[Saved data entries]
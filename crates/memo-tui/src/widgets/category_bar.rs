//! Category bar widget: the strip of category tabs at the top of the screen.

use crate::theme::Theme;
use memo_core::{CategoryCounts, ALL};
use ratatui::{
    buffer::Buffer,
    layout::Rect,
    style::{Modifier, Style},
    text::{Line, Span},
    widgets::{Tabs, Widget},
};

/// Renders `全部 (n)` followed by every known category with its count.
///
/// `active` indexes into that sequence, so 0 is the "all" tab. Keybinding
/// hints are right-aligned in the same row.
pub struct CategoryBar<'a> {
    counts: &'a CategoryCounts,
    active: usize,
    theme: &'a Theme,
}

impl<'a> CategoryBar<'a> {
    pub fn new(counts: &'a CategoryCounts, active: usize, theme: &'a Theme) -> Self {
        Self {
            counts,
            active,
            theme,
        }
    }
}

impl Widget for CategoryBar<'_> {
    fn render(self, area: Rect, buf: &mut Buffer) {
        let all = Line::from(format!(" {ALL} ({}) ", self.counts.all()));
        let labels: Vec<Line> = std::iter::once(all)
            .chain(self.counts.iter().map(|(label, n)| {
                Line::from(vec![
                    Span::styled(format!(" {label}"), self.theme.category_style(label)),
                    Span::raw(format!(" ({n}) ")),
                ])
            }))
            .collect();

        Tabs::new(labels)
            .select(self.active)
            .highlight_style(self.theme.category_active)
            .divider("")
            .render(area, buf);

        let hint = " :cmd  ?:help ";
        let hint_x = area.right().saturating_sub(hint.len() as u16);
        buf.set_string(
            hint_x,
            area.y,
            hint,
            Style::default().add_modifier(Modifier::DIM),
        );
    }
}
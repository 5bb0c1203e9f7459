//! memo TUI: ratatui front end over a [`Notebook`].

pub mod app;
pub mod commands;
pub mod event;
pub mod theme;
pub mod widgets;

pub use app::App;

use memo_core::{config::Config, Notebook};

/// Run the terminal UI until the user quits.
///
/// An unknown `[ui] theme` name falls back to the default theme.
pub fn run(notebook: Notebook, config: Config) -> anyhow::Result<()> {
    let theme = theme::Theme::by_name(&config.ui.theme).unwrap_or_else(|| {
        tracing::warn!(theme = %config.ui.theme, "tui: unknown theme, using default");
        theme::Theme::load_default()
    });
    App::new(notebook, config, theme).run()
}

[How to complete this task] Every line of the records should be reproduced exactly.

[Task result]
filename crates/memo-tui/src/widgets/category_bar.rs
//! Category bar widget: the strip of category tabs at the top of the screen.

use crate::theme::Theme;
use memo_core::{CategoryCounts, ALL};
use ratatui::{
    buffer::Buffer,
    layout::Rect,
    style::{Modifier, Style},
    text::{Line, Span},
    widgets::{Tabs, Widget},
};

/// Renders `全部 (n)` followed by every known category with its count.
///
/// `active` indexes into that sequence, so 0 is the "all" tab. Keybinding
/// hints are right-aligned in the same row.
pub struct CategoryBar<'a> {
    counts: &'a CategoryCounts,
    active: usize,
    theme: &'a Theme,
}

impl<'a> CategoryBar<'a> {
    pub fn new(counts: &'a CategoryCounts, active: usize, theme: &'a Theme) -> Self {
        Self {
            counts,
            active,
            theme,
        }
    }
}

impl Widget for CategoryBar<'_> {
    fn render(self, area: Rect, buf: &mut Buffer) {
        let all = Line::from(format!(" {ALL} ({}) ", self.counts.all()));
        let labels: Vec<Line> = std::iter::once(all)
            .chain(self.counts.iter().map(|(label, n)| {
                Line::from(vec![
                    Span::styled(format!(" {label}"), self.theme.category_style(label)),
                    Span::raw(format!(" ({n}) ")),
                ])
            }))
            .collect();

        Tabs::new(labels)
            .select(self.active)
            .highlight_style(self.theme.category_active)
            .divider("")
            .render(area, buf);

        let hint = " :cmd  ?:help ";
        let hint_x = area.right().saturating_sub(hint.len() as u16);
        buf.set_string(
            hint_x,
            area.y,
            hint,
            Style::default().add_modifier(Modifier::DIM),
        );
    }
}
repository 5bb0c1203e9f7459
//! memo TUI: ratatui front end over a [`Notebook`].

pub mod app;
pub mod commands;
pub mod event;
pub mod theme;
pub mod widgets;

pub use app::App;

use memo_core::{config::Config, Notebook};

/// Run the terminal UI until the user quits.
///
/// An unknown `[ui] theme` name falls back to the default theme.
pub fn run(notebook: Notebook, config: Config) -> anyhow::Result<()> {
    let theme = theme::Theme::by_name(&config.ui.theme).unwrap_or_else(|| {
        tracing::warn!(theme = %config.ui.theme, "tui: unknown theme, using default");
        theme::Theme::load_default()
    });
    App::new(notebook, config, theme).run()
}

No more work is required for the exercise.